> **BRIEF**
Nothing but an exact reprint of the records is to be returned.

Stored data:
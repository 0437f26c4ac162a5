#[cfg(test)]
mod validator_tests {
    use catalog::{ActionSpec, InMemoryCatalog, TriggerSpec};
    use engine::models::{BackoffKind, Globals, RetryPolicy};
    use serde_json::json;

    use crate::model::{ExecStep, ExecTrigger, ExecutableWorkflow, TriggerKind};
    use crate::validate::ValidationContext;
    use crate::{compile, lint_executable, validate_and_compile, validate_dag, validate_executable};

    fn catalog() -> InMemoryCatalog {
        InMemoryCatalog::new()
            .with_provider("slack", "Slack")
            .with_trigger("slack", "message_posted", TriggerSpec::default())
            .with_action(
                "slack",
                "send_message",
                ActionSpec {
                    required_params: vec!["channel".into(), "text".into()],
                    optional_params: vec![],
                    required_scopes: vec![],
                    deprecated: false,
                },
            )
    }

    fn workflow(steps: Vec<ExecStep>) -> ExecutableWorkflow {
        ExecutableWorkflow {
            workflow_id: "wf-1".into(),
            version: 1,
            user_id: "user-1".into(),
            trigger: ExecTrigger {
                node_id: "trigger".into(),
                kind: TriggerKind::EventBased,
                toolkit_slug: "slack".into(),
                composio_trigger_slug: "message_posted".into(),
                connection_id: Some("conn-1".into()),
                filter: Some(json!({ "verify_signature": true })),
                cron_expr: None,
                timezone: None,
                next: "notify".into(),
            },
            steps,
            globals: Globals::default(),
        }
    }

    #[test]
    fn valid_workflow_compiles_cleanly() {
        let wf = workflow(vec![ExecStep::Action {
            id: "notify".into(),
            tool: "slack".into(),
            action: "send_message".into(),
            connection_id: "conn-1".into(),
            input_template: json!({ "channel": "#ops", "text": "hello" }),
            output_vars: vec![],
            retry: Some(RetryPolicy { retries: 2, backoff: BackoffKind::Linear, delay_ms: 500 }),
            timeout_ms: None,
            next: None,
        }]);

        let report = validate_and_compile(&wf, &catalog(), &ValidationContext::default());
        assert!(report.ok, "{:?}", report.errors);
        assert!(report.dag.is_some());
    }

    #[test]
    fn unknown_tool_blocks_with_e001() {
        let wf = workflow(vec![ExecStep::Action {
            id: "notify".into(),
            tool: "slack".into(),
            action: "delete_message".into(),
            connection_id: "conn-1".into(),
            input_template: json!({}),
            output_vars: vec![],
            retry: None,
            timeout_ms: None,
            next: None,
        }]);

        let report = validate_executable(&wf, &catalog(), &ValidationContext::default());
        assert!(!report.ok);
        assert!(report.errors.iter().any(|e| e.code == "E001"));
    }

    #[test]
    fn missing_required_param_is_e002() {
        let wf = workflow(vec![ExecStep::Action {
            id: "notify".into(),
            tool: "slack".into(),
            action: "send_message".into(),
            connection_id: "conn-1".into(),
            input_template: json!({ "channel": "#ops" }),
            output_vars: vec![],
            retry: None,
            timeout_ms: None,
            next: None,
        }]);

        let report = validate_executable(&wf, &catalog(), &ValidationContext::default());
        assert!(report.errors.iter().any(|e| e.code == "E002"));
    }

    #[test]
    fn unparseable_condition_is_e008() {
        let mut wf = workflow(vec![
            ExecStep::If { id: "branch".into(), branches: vec![("inputs. ==".into(), "notify".into())], else_to: None },
            ExecStep::Action {
                id: "notify".into(),
                tool: "slack".into(),
                action: "send_message".into(),
                connection_id: "conn-1".into(),
                input_template: json!({ "channel": "#ops", "text": "hi" }),
                output_vars: vec![],
                retry: None,
                timeout_ms: None,
                next: None,
            },
        ]);
        wf.trigger.next = "branch".into();

        let report = validate_executable(&wf, &catalog(), &ValidationContext::default());
        assert!(report.errors.iter().any(|e| e.code == "E008"));
    }

    #[test]
    fn missing_retry_policy_warns_w502() {
        let wf = workflow(vec![ExecStep::Action {
            id: "notify".into(),
            tool: "slack".into(),
            action: "send_message".into(),
            connection_id: "conn-1".into(),
            input_template: json!({ "channel": "#ops", "text": "hi" }),
            output_vars: vec![],
            retry: None,
            timeout_ms: None,
            next: None,
        }]);

        let lint = lint_executable(&wf);
        assert!(lint.warnings.iter().any(|w| w.code == "W502"));
    }

    #[test]
    fn plaintext_secret_is_repaired() {
        let wf = workflow(vec![ExecStep::Action {
            id: "notify".into(),
            tool: "slack".into(),
            action: "send_message".into(),
            connection_id: "conn-1".into(),
            input_template: json!({ "channel": "#ops", "text": "hi", "api_key": "sk-abcdefghijklmno" }),
            output_vars: vec![],
            retry: Some(RetryPolicy { retries: 1, backoff: BackoffKind::Linear, delay_ms: 100 }),
            timeout_ms: None,
            next: None,
        }]);

        let lint = lint_executable(&wf);
        assert!(lint.errors.iter().any(|e| e.code == "E013" && e.auto_repairable));

        let (patched, repairs) = crate::attempt_repair(&wf, &lint);
        assert_eq!(repairs.len(), 1);
        let ExecStep::Action { input_template, .. } = &patched.steps[0] else { panic!("expected action") };
        assert_eq!(input_template["api_key"].as_str().unwrap(), "{{ secrets.API_KEY }}");
    }

    #[test]
    fn compiled_dag_passes_graph_validation() {
        let wf = workflow(vec![ExecStep::Action {
            id: "notify".into(),
            tool: "slack".into(),
            action: "send_message".into(),
            connection_id: "conn-1".into(),
            input_template: json!({ "channel": "#ops", "text": "hi" }),
            output_vars: vec![],
            retry: None,
            timeout_ms: None,
            next: None,
        }]);

        let dag = compile::compile(&wf);
        let report = validate_dag(&dag);
        assert!(report.ok, "{:?}", report.errors);
    }
}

> **RESULT BELOW**
repository 0437f26c4ac162a5
#[cfg(test)]
mod validator_tests {
    use catalog::{ActionSpec, InMemoryCatalog, TriggerSpec};
    use engine::models::{BackoffKind, Globals, RetryPolicy};
    use serde_json::json;

    use crate::model::{ExecStep, ExecTrigger, ExecutableWorkflow, TriggerKind};
    use crate::validate::ValidationContext;
    use crate::{compile, lint_executable, validate_and_compile, validate_dag, validate_executable};

    fn catalog() -> InMemoryCatalog {
        InMemoryCatalog::new()
            .with_provider("slack", "Slack")
            .with_trigger("slack", "message_posted", TriggerSpec::default())
            .with_action(
                "slack",
                "send_message",
                ActionSpec {
                    required_params: vec!["channel".into(), "text".into()],
                    optional_params: vec![],
                    required_scopes: vec![],
                    deprecated: false,
                },
            )
    }

    fn workflow(steps: Vec<ExecStep>) -> ExecutableWorkflow {
        ExecutableWorkflow {
            workflow_id: "wf-1".into(),
            version: 1,
            user_id: "user-1".into(),
            trigger: ExecTrigger {
                node_id: "trigger".into(),
                kind: TriggerKind::EventBased,
                toolkit_slug: "slack".into(),
                composio_trigger_slug: "message_posted".into(),
                connection_id: Some("conn-1".into()),
                filter: Some(json!({ "verify_signature": true })),
                cron_expr: None,
                timezone: None,
                next: "notify".into(),
            },
            steps,
            globals: Globals::default(),
        }
    }

    #[test]
    fn valid_workflow_compiles_cleanly() {
        let wf = workflow(vec![ExecStep::Action {
            id: "notify".into(),
            tool: "slack".into(),
            action: "send_message".into(),
            connection_id: "conn-1".into(),
            input_template: json!({ "channel": "#ops", "text": "hello" }),
            output_vars: vec![],
            retry: Some(RetryPolicy { retries: 2, backoff: BackoffKind::Linear, delay_ms: 500 }),
            timeout_ms: None,
            next: None,
        }]);

        let report = validate_and_compile(&wf, &catalog(), &ValidationContext::default());
        assert!(report.ok, "{:?}", report.errors);
        assert!(report.dag.is_some());
    }

    #[test]
    fn unknown_tool_blocks_with_e001() {
        let wf = workflow(vec![ExecStep::Action {
            id: "notify".into(),
            tool: "slack".into(),
            action: "delete_message".into(),
            connection_id: "conn-1".into(),
            input_template: json!({}),
            output_vars: vec![],
            retry: None,
            timeout_ms: None,
            next: None,
        }]);

        let report = validate_executable(&wf, &catalog(), &ValidationContext::default());
        assert!(!report.ok);
        assert!(report.errors.iter().any(|e| e.code == "E001"));
    }

    #[test]
    fn missing_required_param_is_e002() {
        let wf = workflow(vec![ExecStep::Action {
            id: "notify".into(),
            tool: "slack".into(),
            action: "send_message".into(),
            connection_id: "conn-1".into(),
            input_template: json!({ "channel": "#ops" }),
            output_vars: vec![],
            retry: None,
            timeout_ms: None,
            next: None,
        }]);

        let report = validate_executable(&wf, &catalog(), &ValidationContext::default());
        assert!(report.errors.iter().any(|e| e.code == "E002"));
    }

    #[test]
    fn unparseable_condition_is_e008() {
        let mut wf = workflow(vec![
            ExecStep::If { id: "branch".into(), branches: vec![("inputs. ==".into(), "notify".into())], else_to: None },
            ExecStep::Action {
                id: "notify".into(),
                tool: "slack".into(),
                action: "send_message".into(),
                connection_id: "conn-1".into(),
                input_template: json!({ "channel": "#ops", "text": "hi" }),
                output_vars: vec![],
                retry: None,
                timeout_ms: None,
                next: None,
            },
        ]);
        wf.trigger.next = "branch".into();

        let report = validate_executable(&wf, &catalog(), &ValidationContext::default());
        assert!(report.errors.iter().any(|e| e.code == "E008"));
    }

    #[test]
    fn missing_retry_policy_warns_w502() {
        let wf = workflow(vec![ExecStep::Action {
            id: "notify".into(),
            tool: "slack".into(),
            action: "send_message".into(),
            connection_id: "conn-1".into(),
            input_template: json!({ "channel": "#ops", "text": "hi" }),
            output_vars: vec![],
            retry: None,
            timeout_ms: None,
            next: None,
        }]);

        let lint = lint_executable(&wf);
        assert!(lint.warnings.iter().any(|w| w.code == "W502"));
    }

    #[test]
    fn plaintext_secret_is_repaired() {
        let wf = workflow(vec![ExecStep::Action {
            id: "notify".into(),
            tool: "slack".into(),
            action: "send_message".into(),
            connection_id: "conn-1".into(),
            input_template: json!({ "channel": "#ops", "text": "hi", "api_key": "sk-abcdefghijklmno" }),
            output_vars: vec![],
            retry: Some(RetryPolicy { retries: 1, backoff: BackoffKind::Linear, delay_ms: 100 }),
            timeout_ms: None,
            next: None,
        }]);

        let lint = lint_executable(&wf);
        assert!(lint.errors.iter().any(|e| e.code == "E013" && e.auto_repairable));

        let (patched, repairs) = crate::attempt_repair(&wf, &lint);
        assert_eq!(repairs.len(), 1);
        let ExecStep::Action { input_template, .. } = &patched.steps[0] else { panic!("expected action") };
        assert_eq!(input_template["api_key"].as_str().unwrap(), "{{ secrets.API_KEY }}");
    }

    #[test]
    fn compiled_dag_passes_graph_validation() {
        let wf = workflow(vec![ExecStep::Action {
            id: "notify".into(),
            tool: "slack".into(),
            action: "send_message".into(),
            connection_id: "conn-1".into(),
            input_template: json!({ "channel": "#ops", "text": "hi" }),
            output_vars: vec![],
            retry: None,
            timeout_ms: None,
            next: None,
        }]);

        let dag = compile::compile(&wf);
        let report = validate_dag(&dag);
        assert!(report.ok, "{:?}", report.errors);
    }
}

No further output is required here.